Even though the executability of foreign judgements is looked into under section 44A of CPC in general, but it can be seen that when it comes to specific laws i.e. the Hindu Marriage Act or issues on child custody this section seems to have very little applicability. The specific Acts have overbearing effects on this section. This is clear from sub-section (3) of Section 44-A which makes it clear that this is subject to the decree falling in any of the exceptions contained in Section 13 CPC.


In the case of a foreign judgments the Limitation Act 1963 prescribes the time limit for execution of a decree and for filing of a suit.
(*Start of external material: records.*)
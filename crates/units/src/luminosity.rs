use serde::{Deserialize, Serialize};

/// Nominal solar luminosity in watts (IAU 2015 B3).
pub const SOLAR_LUMINOSITY_W: f64 = 3.828e26;
/// Solar luminosity in units of 10²⁶ W.
pub const SOLAR_LUMINOSITY_1E26_W: f64 = 3.828;
/// Absolute bolometric magnitude of the Sun.
pub const SOLAR_ABSOLUTE_MAGNITUDE: f64 = 4.83;

/// A stellar luminosity using f64 precision.
///
/// The base unit is the solar luminosity (L☉). Three equivalent forms are
/// supported: solar units, 10²⁶ W (the form used by the interactive controls)
/// and absolute magnitude.
///
/// Absolute magnitude follows the Pogson relation anchored on the Sun:
///
/// ```text
/// M = M☉ - 2.5 log10(L / L☉)
/// ```
///
/// # Examples
///
/// ```rust
/// use units::Luminosity;
///
/// let sun = Luminosity::from_solar(1.0);
/// assert!((sun.to_absolute_magnitude() - 4.83).abs() < 1e-12);
///
/// let hundred = Luminosity::from_absolute_magnitude(-0.17);
/// assert!((hundred.to_solar() - 100.0).abs() < 1e-9);
/// ```
#[derive(Debug, Clone, Copy, PartialEq, PartialOrd, Deserialize, Serialize)]
#[serde(transparent)]
pub struct Luminosity(f64); // Base unit: L☉

impl Luminosity {
    /// Creates a new `Luminosity` from a value in solar luminosities.
    pub fn from_solar(value: f64) -> Self {
        Self(value)
    }

    /// Creates a new `Luminosity` from a value in watts.
    pub fn from_watts(value: f64) -> Self {
        Self(value / SOLAR_LUMINOSITY_W)
    }

    /// Creates a new `Luminosity` from a value in units of 10²⁶ W.
    pub fn from_1e26_watts(value: f64) -> Self {
        Self(value / SOLAR_LUMINOSITY_1E26_W)
    }

    /// Creates a new `Luminosity` from an absolute bolometric magnitude.
    ///
    /// Inverse of [`Luminosity::to_absolute_magnitude`]:
    /// `L = 10^(-0.4 (M - M☉))`.
    pub fn from_absolute_magnitude(magnitude: f64) -> Self {
        Self(10f64.powf(-0.4 * (magnitude - SOLAR_ABSOLUTE_MAGNITUDE)))
    }

    /// The Sun's luminosity.
    pub fn solar() -> Self {
        Self(1.0)
    }

    /// Returns the luminosity in solar luminosities.
    pub fn to_solar(&self) -> f64 {
        self.0
    }

    /// Returns the luminosity in units of 10²⁶ W.
    pub fn to_1e26_watts(&self) -> f64 {
        self.0 * SOLAR_LUMINOSITY_1E26_W
    }

    /// Returns the absolute bolometric magnitude.
    ///
    /// Brighter stars have smaller (more negative) magnitudes. Zero or
    /// negative luminosities map to positive infinity and NaN respectively,
    /// exactly as `log10` does.
    pub fn to_absolute_magnitude(&self) -> f64 {
        SOLAR_ABSOLUTE_MAGNITUDE - 2.5 * self.0.log10()
    }
}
As per the provisions of the statute of limitation,: • three years in the case of a decree granting a mandatory injunction commencing from the date of the decree or where a date is fixed for performance; and • 12 years for execution of any other decree commencing from the date when the decree becomes enforceable or where the decree directs any payment of money or the delivery of any property to be made at a certain date or in a recurring period, when default in making the payment or delivery in respect of which execution is sought, takes place (provided that an application for the enforcement or execution of a decree granting a perpetual injunction shall not be subject to any period of Limitation).


Enforcement of judgments from reciprocating territories being executable in India as domestic decrees cannot be challenged by an injunction. Such enforcement may be challenged, however, by way of an appeal or by an application for stay of execution as laid down under the provisions of the Code. Judgments from non-reciprocating territories are enforceable by the filing of a new suit; injunctive relief cannot be obtained against the filing of the suit.
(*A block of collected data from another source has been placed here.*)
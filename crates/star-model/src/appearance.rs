//! Renderer inputs derived from the star's state.
//!
//! The host draws two spheres: an emissive core and a slightly larger halo
//! that carries the bloom. Everything here is a pure function of
//! [`StarState`] and the view toggles.

use serde::{Deserialize, Serialize};
use stellar::{StellarColor, TransferCurve};

#[cfg(feature = "tsify")]
use tsify_next::Tsify;

use crate::state::StarState;

/// Halo tint: 1.5 × (1 + Rec. 601 luma coefficient) per channel.
const HALO_WEIGHTS: [f64; 3] = [1.5 * 1.299, 1.5 * 1.587, 1.5 * 1.114];
/// Stars at or above this temperature get a halo larger than the core.
const HALO_GROWTH_THRESHOLD_K: f64 = 6000.0;
/// Reference orbit radius in scene units.
const ORBIT_RADIUS: f64 = 20.0;
/// Reference orbit radius with real scale enabled.
const ORBIT_RADIUS_REAL_SCALE: f64 = 200.0;

/// View toggles owned by the host.
#[derive(Debug, Clone, Copy, PartialEq, Eq, Default, Serialize, Deserialize)]
#[cfg_attr(feature = "tsify", derive(Tsify))]
#[cfg_attr(feature = "tsify", tsify(into_wasm_abi, from_wasm_abi))]
#[serde(rename_all = "camelCase", default)]
pub struct ViewSettings {
    pub show_orbit: bool,
    pub real_scale: bool,
}

/// Earth's orbit drawn for scale.
#[derive(Debug, Clone, Copy, PartialEq, Serialize, Deserialize)]
#[cfg_attr(feature = "tsify", derive(Tsify))]
#[cfg_attr(feature = "tsify", tsify(into_wasm_abi, from_wasm_abi))]
#[serde(rename_all = "camelCase")]
pub struct ReferenceOrbit {
    pub visible: bool,
    pub radius: f64,
}

#[derive(Debug, Clone, Copy, PartialEq, Serialize, Deserialize)]
#[cfg_attr(feature = "tsify", derive(Tsify))]
#[cfg_attr(feature = "tsify", tsify(into_wasm_abi, from_wasm_abi))]
#[serde(rename_all = "camelCase")]
pub struct Appearance {
    pub core_color: StellarColor,
    pub halo_color: StellarColor,
    /// Core sphere scale in solar radii
    pub core_scale: f64,
    pub halo_scale: f64,
    /// `1 + 2 log10(L)` floored at zero: stars below about 0.316 L☉ get no
    /// bloom at all.
    pub bloom_strength: f64,
    pub sun_like: bool,
    pub orbit: ReferenceOrbit,
}

impl Appearance {
    pub fn from_state(state: &StarState, curve: TransferCurve, view: &ViewSettings) -> Self {
        let core_color = StellarColor::from_temperature_with(state.surface_temp_k(), curve);
        let halo_ratio = if state.surface_temp_k() >= HALO_GROWTH_THRESHOLD_K {
            1.1
        } else {
            0.9
        };
        let sun_like = state.is_sun_like();

        Self {
            core_color,
            halo_color: core_color.weighted(HALO_WEIGHTS),
            core_scale: state.solar_radius(),
            halo_scale: state.solar_radius() * halo_ratio,
            bloom_strength: bloom_strength(state.solar_luminosity()),
            sun_like,
            orbit: ReferenceOrbit {
                visible: view.show_orbit || sun_like,
                radius: if view.real_scale {
                    ORBIT_RADIUS_REAL_SCALE
                } else {
                    ORBIT_RADIUS
                },
            },
        }
    }
}

/// `1 + 2 log10(L)`, floored at zero for the dimmest stars.
pub fn bloom_strength(solar_luminosity: f64) -> f64 {
    (1.0 + 2.0 * solar_luminosity.log10()).max(0.0)
}
//! Closed-form stellar relations used by the interactive star model.

pub mod photometry;
pub mod spectral;
pub mod stefan_boltzmann;
pub mod stellar_color;

#[cfg(test)]
mod stellar_color_test;

// Re-export spectral types
pub use spectral::SpectralType;

// Re-export color
pub use stellar_color::{temperature_to_rgb, StellarColor, TransferCurve};

// Re-export photometry
pub use photometry::{color_index_from_temperature, temperature_from_color_index};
The landmark judgment of the Supreme Court of India in Forasol v Oil & Natural Gas Commission has placed reliance on the contract between international parties to determine the currency in which damages are to be paid, in concurrence with the international principle of conflict of laws. It was held that as a practice to be followed by the judiciary, the plaintiff may be allowed to claim the damages either in Indian currency at the conversion rate prevailing on the date when the decree or foreign judgment is delivered or in the foreign currency only upon an authorisation by the Foreign Exchange Department in this regard.


The Code permits enforcement of a recognised foreign judgment from a superior court of a reciprocating territory in the same manner as a decree passed by a domestic district court. Section 51 of the Code will then apply whereby the court may order measures such as attachment and sale of property or attachment without sale, or delivery of property specifically decreed, and in some cases arrest (if needed) in enforcement of a decree. However, for enforcement of judgments from non-reciprocating territories ,the Code does not permit direct enforcement of judgments without the filing of a new civil suit in which the said judgment only has evidentiary value.
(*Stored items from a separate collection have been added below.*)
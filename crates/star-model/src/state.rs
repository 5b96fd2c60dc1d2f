use serde::Serialize;

use stellar::{color_index_from_temperature, temperature_from_color_index, SpectralType};
use units::{Luminosity, Radius, Temperature};

use crate::anchor::AnchorAxis;
use crate::config::InitialState;
use crate::conventions::Conventions;

/// The star's linked physical quantities.
///
/// Read-only outside the crate: every mutation goes through
/// [`StarModel`](crate::StarModel) so derived fields never go stale.
#[derive(Debug, Clone, PartialEq, Serialize)]
#[serde(rename_all = "camelCase")]
pub struct StarState {
    surface_temp_k: f64,
    color_index_bv: f64,
    /// `None` below the coolest spectral band
    spectral_type: Option<SpectralType>,
    solar_luminosity: f64,
    luminosity_1e26_w: f64,
    absolute_magnitude: f64,
    solar_radius: f64,
    radius_1e5_km: f64,
    anchor: AnchorAxis,
}

impl StarState {
    pub(crate) fn from_initial(initial: &InitialState, conventions: Conventions) -> Self {
        let mut state = Self {
            surface_temp_k: 0.0,
            color_index_bv: 0.0,
            spectral_type: None,
            solar_luminosity: 0.0,
            luminosity_1e26_w: 0.0,
            absolute_magnitude: 0.0,
            solar_radius: 0.0,
            radius_1e5_km: 0.0,
            anchor: initial.anchor,
        };
        state.write_temperature(Temperature::from_kelvin(initial.surface_temp_k));
        state.write_luminosity(Luminosity::from_solar(initial.solar_luminosity));
        state.write_radius(
            Radius::from_solar_radii(initial.solar_radius),
            conventions.radius_edit_factor(),
        );
        state
    }

    pub fn surface_temp_k(&self) -> f64 {
        self.surface_temp_k
    }

    pub fn color_index_bv(&self) -> f64 {
        self.color_index_bv
    }

    pub fn spectral_type(&self) -> Option<SpectralType> {
        self.spectral_type
    }

    pub fn solar_luminosity(&self) -> f64 {
        self.solar_luminosity
    }

    pub fn luminosity_1e26_w(&self) -> f64 {
        self.luminosity_1e26_w
    }

    pub fn absolute_magnitude(&self) -> f64 {
        self.absolute_magnitude
    }

    pub fn solar_radius(&self) -> f64 {
        self.solar_radius
    }

    pub fn radius_1e5_km(&self) -> f64 {
        self.radius_1e5_km
    }

    pub fn anchor(&self) -> AnchorAxis {
        self.anchor
    }

    pub fn temp_fixed(&self) -> bool {
        self.anchor == AnchorAxis::Temperature
    }

    pub fn lum_fixed(&self) -> bool {
        self.anchor == AnchorAxis::Luminosity
    }

    pub fn rad_fixed(&self) -> bool {
        self.anchor == AnchorAxis::Radius
    }

    pub fn temperature(&self) -> Temperature {
        Temperature::from_kelvin(self.surface_temp_k)
    }

    pub fn luminosity(&self) -> Luminosity {
        Luminosity::from_solar(self.solar_luminosity)
    }

    pub fn radius(&self) -> Radius {
        Radius::from_solar_radii(self.solar_radius)
    }

    /// True for a Sun twin: T, L and R all round to the solar values.
    pub fn is_sun_like(&self) -> bool {
        self.surface_temp_k.round() == 5778.0
            && self.solar_luminosity.round() == 1.0
            && self.solar_radius.round() == 1.0
    }

    pub(crate) fn set_anchor(&mut self, anchor: AnchorAxis) {
        self.anchor = anchor;
    }

    /// Temperature plus its colour index and spectral type.
    pub(crate) fn write_temperature(&mut self, temperature: Temperature) {
        self.surface_temp_k = temperature.to_kelvin();
        self.color_index_bv = color_index_from_temperature(temperature);
        self.spectral_type = SpectralType::from_temperature(self.surface_temp_k);
    }

    /// Colour index plus the temperature and spectral type it implies.
    pub(crate) fn write_color_index(&mut self, bv: f64) {
        self.color_index_bv = bv;
        self.surface_temp_k = temperature_from_color_index(bv).to_kelvin();
        self.spectral_type = SpectralType::from_temperature(self.surface_temp_k);
    }

    /// All three luminosity forms.
    pub(crate) fn write_luminosity(&mut self, luminosity: Luminosity) {
        self.solar_luminosity = luminosity.to_solar();
        self.luminosity_1e26_w = luminosity.to_1e26_watts();
        self.absolute_magnitude = luminosity.to_absolute_magnitude();
    }

    /// Both radius forms, with `km_factor` × 10⁵ km per solar radius.
    pub(crate) fn write_radius(&mut self, radius: Radius, km_factor: f64) {
        self.solar_radius = radius.to_solar_radii();
        self.radius_1e5_km = radius.to_1e5_km_with(km_factor);
    }

    /// Radius given in 10⁵ km; keeps the caller's value verbatim.
    pub(crate) fn write_radius_km(&mut self, radius_1e5_km: f64, km_factor: f64) {
        self.solar_radius = Radius::from_1e5_km_with(radius_1e5_km, km_factor).to_solar_radii();
        self.radius_1e5_km = radius_1e5_km;
    }
}
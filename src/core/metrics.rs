//! Prometheus metrics for monitoring the gateway.

use prometheus::{
    register_gauge_vec, register_histogram_vec, register_int_counter, register_int_counter_vec,
    GaugeVec, HistogramVec, IntCounter, IntCounterVec,
};
use std::sync::OnceLock;

/// Container for all application metrics.
pub struct Metrics {
    /// Total number of requests by method, endpoint, and status
    pub request_count: IntCounterVec,

    /// Request duration histogram in seconds
    pub request_duration: HistogramVec,

    /// Number of currently active requests by endpoint
    pub active_requests: GaugeVec,

    /// Upstream failures by operation (chat, stream, image)
    pub upstream_errors: IntCounterVec,

    /// Text fragments relayed to clients by model
    pub stream_fragments: IntCounterVec,

    /// Streams dropped by the client before the upstream finished
    pub stream_disconnects: IntCounter,
}

static METRICS: OnceLock<Metrics> = OnceLock::new();

/// Initialize the metrics registry.
///
/// This should be called once at application startup. Subsequent calls
/// return the same instance.
///
/// # Examples
///
/// ```no_run
/// use together_gateway::core::metrics::init_metrics;
///
/// let metrics = init_metrics();
/// metrics.request_count.with_label_values(&["GET", "/health", "200"]).inc();
/// ```
pub fn init_metrics() -> &'static Metrics {
    METRICS.get_or_init(|| {
        let request_count = register_int_counter_vec!(
            "gateway_requests_total",
            "Total number of requests",
            &["method", "endpoint", "status_code"]
        )
        .expect("Failed to register request_count metric");

        let request_duration = register_histogram_vec!(
            "gateway_request_duration_seconds",
            "Request duration in seconds",
            &["method", "endpoint"],
            vec![0.1, 0.5, 1.0, 2.0, 5.0, 10.0, 30.0, 60.0, 120.0]
        )
        .expect("Failed to register request_duration metric");

        let active_requests = register_gauge_vec!(
            "gateway_active_requests",
            "Number of active requests",
            &["endpoint"]
        )
        .expect("Failed to register active_requests metric");

        let upstream_errors = register_int_counter_vec!(
            "gateway_upstream_errors_total",
            "Total number of failed calls to the inference provider",
            &["operation"]
        )
        .expect("Failed to register upstream_errors metric");

        let stream_fragments = register_int_counter_vec!(
            "gateway_stream_fragments_total",
            "Total number of streamed text fragments relayed to clients",
            &["model"]
        )
        .expect("Failed to register stream_fragments metric");

        let stream_disconnects = register_int_counter!(
            "gateway_stream_disconnects_total",
            "Streams abandoned by the client before completion"
        )
        .expect("Failed to register stream_disconnects metric");

        Metrics {
            request_count,
            request_duration,
            active_requests,
            upstream_errors,
            stream_fragments,
            stream_disconnects,
        }
    })
}

/// Get the global metrics instance, initializing it on first use.
pub fn get_metrics() -> &'static Metrics {
    init_metrics()
}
Recognition and enforcement are accorded only to judgments from the few reciprocating territories with which India has signed reciprocal agreements and not to judgments from any other jurisdiction. Further, foreign judgments that are inconclusive under section 13 of the Code, even if they are from reciprocating territories, will not be enforced in India.


It is crystal clear that even in certain cases if a judgment or a decree is passed by a foreign Court against an Indian defendant, the judgment or decree may not be enforceable against the Indian citizen as S. 13 of Code of Civil Procedure comes in to action. , the plaintiff has to come to the Indian courts to either get the foreign judgment executed under S. 44A or file a fresh suit upon the judgment for its enforcement depending whether the country involved is a reciprocating territory or a Non-reciprocating territory. Therefore by getting a decree in the foreign Court, the plaintiff is only avoiding the inconvenience of leading evidence in the Indian Courts but runs a much bigger risk under S. 13. Therefore it may be advisable for a foreign plaintiff to institute claims in India in case the defendant is in India to avoid the risk under S. 13 and thus file claims in India itself to avoid further legal entanglements.